> **The data**:
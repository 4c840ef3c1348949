//! Board rendering: stacked, horizontal-scroll and grid modes.
//!
//! All three modes draw from the same [`group_by_stage`] output and record
//! their geometry into a [`BoardLayout`], so drop semantics are identical
//! wherever columns end up on screen. Mode switching never changes which
//! stage a card is displayed under.

use ratatui::layout::{Constraint, Direction, Layout, Rect};
use ratatui::style::{Color, Modifier, Style};
use ratatui::text::{Line, Span};
use ratatui::widgets::{Block, Borders, Paragraph};
use ratatui::Frame;

use crate::board::card::{card_height, card_lines};
use crate::board::drag::DragSession;
use crate::board::grouper::group_by_stage;
use crate::board::layout::{BoardLayout, BoardMode, CardZone, StageZone};
use crate::models::{Application, Stage};
use crate::prefs::{BoardPrefs, ViewMode};

/// Below this width the board falls back to the stacked layout.
pub const STACK_BREAKPOINT: u16 = 72;
/// Column width in horizontal mode.
const COLUMN_WIDTH: u16 = 26;
/// Gap between horizontal columns.
const COLUMN_GAP: u16 = 1;
/// Minimum column width when wrapping into a grid.
const GRID_MIN_COLUMN: u16 = 22;
/// Narrower than this and a clipped column is not worth drawing.
const MIN_VISIBLE: u16 = 6;

/// Pick the presentation mode for the current viewport. The persisted
/// preference only applies when the viewport is wide enough to drag.
pub fn effective_mode(width: u16, prefs: &BoardPrefs) -> BoardMode {
    if width < STACK_BREAKPOINT {
        BoardMode::Stacked
    } else {
        match prefs.view_mode {
            ViewMode::Horizontal => BoardMode::Horizontal,
            ViewMode::Grid => BoardMode::Grid,
        }
    }
}

/// Render the board and return the geometry of what was drawn.
pub fn render_board(
    f: &mut Frame,
    area: Rect,
    apps: &[Application],
    session: &DragSession,
    prefs: &BoardPrefs,
    scroll_x: u16,
    selected: Option<i64>,
) -> BoardLayout {
    let grouped = group_by_stage(apps);
    let mode = effective_mode(area.width, prefs);
    let mut layout = BoardLayout::new(mode);

    match mode {
        BoardMode::Stacked => render_stacked(f, area, &grouped, prefs, selected, &mut layout),
        BoardMode::Horizontal => {
            render_horizontal(f, area, &grouped, session, prefs, scroll_x, selected, &mut layout)
        }
        BoardMode::Grid => render_grid(f, area, &grouped, session, prefs, selected, &mut layout),
    }
    layout
}

/// Total virtual width of the horizontal strip.
fn strip_width() -> u16 {
    Stage::COUNT as u16 * (COLUMN_WIDTH + COLUMN_GAP) - COLUMN_GAP
}

#[allow(clippy::too_many_arguments)]
fn render_horizontal(
    f: &mut Frame,
    area: Rect,
    grouped: &[(Stage, Vec<&Application>)],
    session: &DragSession,
    prefs: &BoardPrefs,
    scroll_x: u16,
    selected: Option<i64>,
    layout: &mut BoardLayout,
) {
    layout.strip = area;
    layout.max_scroll = strip_width().saturating_sub(area.width);
    let scroll_x = scroll_x.min(layout.max_scroll);

    for (i, (stage, bucket)) in grouped.iter().enumerate() {
        let vx = i as u32 * (COLUMN_WIDTH + COLUMN_GAP) as u32;
        let vr = vx + COLUMN_WIDTH as u32;
        let win_l = scroll_x as u32;
        let win_r = win_l + area.width as u32;

        // Clip the column's virtual span to the scroll window.
        let l = vx.max(win_l);
        let r = vr.min(win_r);
        if r <= l || (r - l) < MIN_VISIBLE as u32 {
            continue;
        }
        let rect = Rect::new(area.x + (l - win_l) as u16, area.y, (r - l) as u16, area.height);
        render_column(f, rect, *stage, bucket, session, prefs, selected, true, layout);
    }
}

fn render_grid(
    f: &mut Frame,
    area: Rect,
    grouped: &[(Stage, Vec<&Application>)],
    session: &DragSession,
    prefs: &BoardPrefs,
    selected: Option<i64>,
    layout: &mut BoardLayout,
) {
    let per_row = ((area.width + COLUMN_GAP) / (GRID_MIN_COLUMN + COLUMN_GAP)).max(1) as usize;
    let per_row = per_row.min(Stage::COUNT);
    let n_rows = Stage::COUNT.div_ceil(per_row);

    let row_constraints: Vec<Constraint> =
        (0..n_rows).map(|_| Constraint::Ratio(1, n_rows as u32)).collect();
    let rows = Layout::default()
        .direction(Direction::Vertical)
        .constraints(row_constraints)
        .split(area);

    for (row_idx, chunk) in grouped.chunks(per_row).enumerate() {
        let col_constraints: Vec<Constraint> =
            (0..per_row).map(|_| Constraint::Ratio(1, per_row as u32)).collect();
        let cols = Layout::default()
            .direction(Direction::Horizontal)
            .constraints(col_constraints)
            .split(rows[row_idx]);

        for (col_idx, (stage, bucket)) in chunk.iter().enumerate() {
            render_column(
                f, cols[col_idx], *stage, bucket, session, prefs, selected, true, layout,
            );
        }
    }
}

fn render_stacked(
    f: &mut Frame,
    area: Rect,
    grouped: &[(Stage, Vec<&Application>)],
    prefs: &BoardPrefs,
    selected: Option<i64>,
    layout: &mut BoardLayout,
) {
    let mut y = area.y;
    let bottom = area.y + area.height;
    let height = card_height(prefs.density);

    for (stage, bucket) in grouped {
        if y >= bottom {
            break;
        }
        let heading = Line::from(vec![
            Span::styled(
                format!("{} ", stage.display_name()),
                Style::default().add_modifier(Modifier::BOLD).fg(Color::Cyan),
            ),
            Span::styled(format!("({})", bucket.len()), Style::default().fg(Color::DarkGray)),
        ]);
        f.render_widget(Paragraph::new(heading), Rect::new(area.x, y, area.width, 1));
        y += 1;

        if bucket.is_empty() {
            if y < bottom {
                f.render_widget(
                    Paragraph::new(Span::styled("  none", Style::default().fg(Color::DarkGray))),
                    Rect::new(area.x, y, area.width, 1),
                );
                y += 1;
            }
            continue;
        }

        for app in bucket {
            if y + height > bottom {
                break;
            }
            let rect = Rect::new(area.x + 2, y, area.width.saturating_sub(2), height);
            let is_selected = app.id == selected && selected.is_some();
            f.render_widget(
                Paragraph::new(card_lines(app, prefs.density, is_selected, false)),
                rect,
            );
            // Cards are hit-testable for the long-press hint, but stacked
            // mode records no drop zones: dragging is disabled here.
            if let Some(id) = app.id {
                layout.cards.push(CardZone { id, stage: *stage, rect });
            }
            y += height;
        }
        y += 1; // blank row between sections
    }
}

#[allow(clippy::too_many_arguments)]
fn render_column(
    f: &mut Frame,
    rect: Rect,
    stage: Stage,
    bucket: &[&Application],
    session: &DragSession,
    prefs: &BoardPrefs,
    selected: Option<i64>,
    draggable: bool,
    layout: &mut BoardLayout,
) {
    let hovered = session.hovered_stage() == Some(stage) && session.is_dragging();

    let border_style = if hovered {
        Style::default().fg(Color::Yellow).add_modifier(Modifier::BOLD)
    } else {
        Style::default().fg(Color::DarkGray)
    };
    let title = Span::styled(
        format!(" {} ({}) ", stage.display_name(), bucket.len()),
        if hovered {
            Style::default().fg(Color::Yellow).add_modifier(Modifier::BOLD)
        } else {
            Style::default().fg(Color::Cyan)
        },
    );
    let block = Block::default()
        .title(title)
        .borders(Borders::ALL)
        .border_style(border_style);
    let inner = block.inner(rect);
    f.render_widget(block, rect);

    if draggable {
        layout.zones.push(StageZone { stage, rect });
    }

    let mut y = inner.y;
    let bottom = inner.y + inner.height;

    if hovered {
        if y < bottom {
            f.render_widget(
                Paragraph::new(Span::styled(
                    "▼ drop here",
                    Style::default().fg(Color::Yellow).add_modifier(Modifier::BOLD),
                )),
                Rect::new(inner.x, y, inner.width, 1),
            );
            y += 1;
        }
    } else if bucket.is_empty() {
        if y < bottom {
            f.render_widget(
                Paragraph::new(Span::styled(
                    "no applications",
                    Style::default().fg(Color::DarkGray).add_modifier(Modifier::ITALIC),
                )),
                Rect::new(inner.x, y, inner.width, 1),
            );
        }
        return;
    }

    let height = card_height(prefs.density);
    let mut shown = 0usize;
    for app in bucket {
        if y + height > bottom {
            break;
        }
        let rect = Rect::new(inner.x, y, inner.width, height);
        let is_selected = app.id == selected && selected.is_some();
        let is_dragged = app.id == session.dragged_id() && session.is_dragging();
        f.render_widget(
            Paragraph::new(card_lines(app, prefs.density, is_selected, is_dragged)),
            rect,
        );
        if draggable {
            if let Some(id) = app.id {
                layout.cards.push(CardZone { id, stage, rect });
            }
        }
        y += height + 1;
        shown += 1;
    }

    if shown < bucket.len() && y < bottom {
        f.render_widget(
            Paragraph::new(Span::styled(
                format!("+{} more", bucket.len() - shown),
                Style::default().fg(Color::DarkGray),
            )),
            Rect::new(inner.x, y, inner.width, 1),
        );
    }
}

> **Exercise brief**:
Using the records, report how many lines contain the word "between", adding no other text.

> **Output**:
2